I often get carried away the first time I add Levels, resulting in extra vivid/saturated images which I later have to adjust. So yeah, try not to overdo it. It’s like vanilla extract. A little goes a long way ;)
Unedited vs SC 1 + Curves + SC 2 + Levels:
Beautiful ✨
The image is no longer muddy, but we’re not done yet!
Color Balance
I haven’t used Color Balance much in my gifs because Selective Color often does bulk of the job for me. However, the Isagi we have right now hasn’t quite yet achieved that glow in the dark effect I wanted. I also want to give Isagi that techy Matrix vibe by really emphasizing his green aura, so for that, we’re gonna add Color Balance for the finishing touches.
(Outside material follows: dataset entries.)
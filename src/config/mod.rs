//! Configuration module

mod site;

pub use site::SiteInfo;
pub use site::SiteSource;
pub use site::KNOWN_KEYS;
I think the midtones of the image look okay, so I’ll just tweak with the shadows and highlights. Here are my settings:
....And with that, we are done!
Before and after:
Compared to pre-coloring, the gif is now more vivid and not at all muddy. We also made his green aura brighter without making him look like Shrek uwu.
I actually also went to all of the 104 frames of this gif and manually reduced the noise for each one so we can have a more HD-looking gif. That’s outside the scope of coloring, though, so I won’t be including it in this guide. I’ve also reached the 30-image limit for posts, so I couldn’t include it even if I wanted to 😩
Anyways, I hoped this guide helped! There are many more Adjustment Layers that were not covered in this guide, but they should be easy to learn once you get the hang of working with multiple adjustment layers. You’ll probably never even need to use every single Adjustment Layer out there, anyway. The ones I mentioned in this post are often more than enough.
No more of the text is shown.